Hi everyone, this is just an heads up. I believe `...
# core
a
Hi everyone, this is just an heads up. I believe
osquery::InternalRunnable
(as other places probably) is affected by clock adjustments (for sure on Windows, not sure on other platforms). Found this bug that basically say
std::this_thread::sleep_until
and
std::this_thread::sleep_for
implementation are based on a
system_clock
rather than a
steady_clock
. On top of it possibly other functions are affected such as:
Copy code
std::condition_variable::wait_for
std::condition_variable::wait_until
std::condition_variable_any::wait_for
std::condition_variable_any::wait_until
std::future::wait_for
std::future::wait_until
std::recursive_timed_mutex::try_lock_for
std::recursive_timed_mutex::try_lock_until
std::shared_future::wait_for
std::shared_future::wait_until
std::shared_lock::try_lock_for
std::shared_lock::try_lock_until
std::shared_timed_mutex::try_lock_for
std::shared_timed_mutex::try_lock_until
std::shared_timed_mutex::try_lock_shared_for
std::shared_timed_mutex::try_lock_shared_until
std::timed_mutex::try_lock_for
std::timed_mutex::try_lock_until
std::unique_lock::try_lock_for
std::unique_lock::try_lock_until
shocked
s
What does this mean? Something like clock adjustments me throw off some of the internal concepts like “run this every hour”? Any idea how to fix it?
a
yeah exactly. Update on this is : for Windows apparently the
condition_variable::wait_for
is not affected. But it is on Linux. The issue on linux seems like caused by glibc version 2.2.5. Version 2.3.0 fixes this issue.. So there is no complete fix in the short term.
s
I don't think we use the
_until
variants, and CentOS 6 which was the oldest linux we supported, was using glibc 2.12
a
@Stefano Bonicatti is there any thought of upgrading the toolchain any soon ?
s
If this is related to the glibc issue, we've established that the issue is already solved because CentOS 6 (or 7 now) definitely has a newer glibc. Secondly, the glibc version being used is actually connected to the system osquery runs on, so it's not really a toolchain issue. But in general I would like to, but it takes quite some time because we have to reconfigure all the third party libraries (for x86_64 and aarch64), and then there are also the BPF libraries to update, because LLVM made changes to the APIs.

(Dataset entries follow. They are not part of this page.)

//! Best-effort recording of failed response bodies.
//!
//! # Design
//! The real body of a failed response is never handed to the caller; it is
//! read here and passed to a `DiagnosticSink`. Nothing in this module can
//! fail the request: read errors are swallowed, sink panics are caught, and
//! the outcome is computed before the logger runs.

use std::fs::{self, OpenOptions};
use std::io::Write;
use std::panic::{catch_unwind, AssertUnwindSafe};
use std::path::{Path, PathBuf};
use std::sync::atomic::{AtomicU64, Ordering};

use parking_lot::Mutex;

use crate::http::ErrorResponse;
use crate::transport::RequestId;

/// A failed response as seen by the diagnostic logger.
#[derive(Debug, Clone, PartialEq, Eq)]
pub struct FailedResponse {
    pub request_id: RequestId,
    pub url: String,
    pub status: u16,
    /// `None` when the body could not be read.
    pub body: Option<String>,
}

/// Destination for failed-response records.
pub trait DiagnosticSink: Send + Sync {
    fn record(&self, failure: &FailedResponse);
}

/// Read `response` fully, release it, and hand the record to `sink`.
pub fn log_failed_response(sink: &dyn DiagnosticSink, request_id: RequestId, url: &str, response: ErrorResponse) {
    let body = match response.body.read_to_string() {
        Ok(text) => Some(text),
        Err(err) => {
            tracing::debug!(%request_id, error = %err, "failed response body unreadable");
            None
        }
    };
    let failure = FailedResponse {
        request_id,
        url: url.to_string(),
        status: response.status,
        body,
    };
    if catch_unwind(AssertUnwindSafe(|| sink.record(&failure))).is_err() {
        tracing::debug!(%request_id, "diagnostic sink panicked");
    }
}

/// Emits each failure as a `tracing` warning.
#[derive(Debug, Default, Clone, Copy)]
pub struct TracingSink;

impl DiagnosticSink for TracingSink {
    fn record(&self, failure: &FailedResponse) {
        tracing::warn!(
            request_id = %failure.request_id,
            url = %failure.url,
            status = failure.status,
            body = failure.body.as_deref().unwrap_or("<unreadable>"),
            "request failed"
        );
    }
}

/// Keeps every record in memory.
#[derive(Debug, Default)]
pub struct MemorySink {
    records: Mutex<Vec<FailedResponse>>,
}

impl MemorySink {
    pub fn new() -> Self {
        Self::default()
    }

    pub fn records(&self) -> Vec<FailedResponse> {
        self.records.lock().clone()
    }

    pub fn take(&self) -> Vec<FailedResponse> {
        std::mem::take(&mut *self.records.lock())
    }
}

impl DiagnosticSink for MemorySink {
    fn record(&self, failure: &FailedResponse) {
        self.records.lock().push(failure.clone());
    }
}

/// Writes each failure to its own numbered file under a directory.
#[derive(Debug)]
pub struct FileSink {
    dir: PathBuf,
    count: AtomicU64,
}

impl FileSink {
    pub fn new(dir: impl Into<PathBuf>) -> Self {
        Self {
            dir: dir.into(),
            count: AtomicU64::new(0),
        }
    }

    pub fn dir(&self) -> &Path {
        &self.dir
    }

    fn write(&self, failure: &FailedResponse) -> std::io::Result<PathBuf> {
        fs::create_dir_all(&self.dir)?;
        let n = self.count.fetch_add(1, Ordering::Relaxed);
        let path = self.dir.join(format!("error-{n}.log"));
        let mut file = OpenOptions::new().create(true).append(true).open(&path)?;
        writeln!(file, "{} {}", failure.request_id, failure.url)?;
        writeln!(file, "status: {}", failure.status)?;
        writeln!(file)?;
        file.write_all(failure.body.as_deref().unwrap_or("<unreadable>").as_bytes())?;
        Ok(path)
    }
}

impl DiagnosticSink for FileSink {
    fn record(&self, failure: &FailedResponse) {
        match self.write(failure) {
            Ok(path) => tracing::debug!(path = %path.display(), "wrote failed response"),
            Err(err) => tracing::debug!(error = %err, "could not write failed response"),
        }
    }
}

"the glibc version being used is actually connected to the system osquery runs on", more specifically, osquery always targets the version of the glibc functions that are present on the oldest reference distro (CentOS 7, although in practice right now is still CentOS 6). But then that's only what gets called as an interface, the actual implementation of those functions is the one provided by the glibc on the system. So if there's a bug and fixing it doesn't affect the glibc function ABI, the distro you're running osquery on could already have fixed the bug.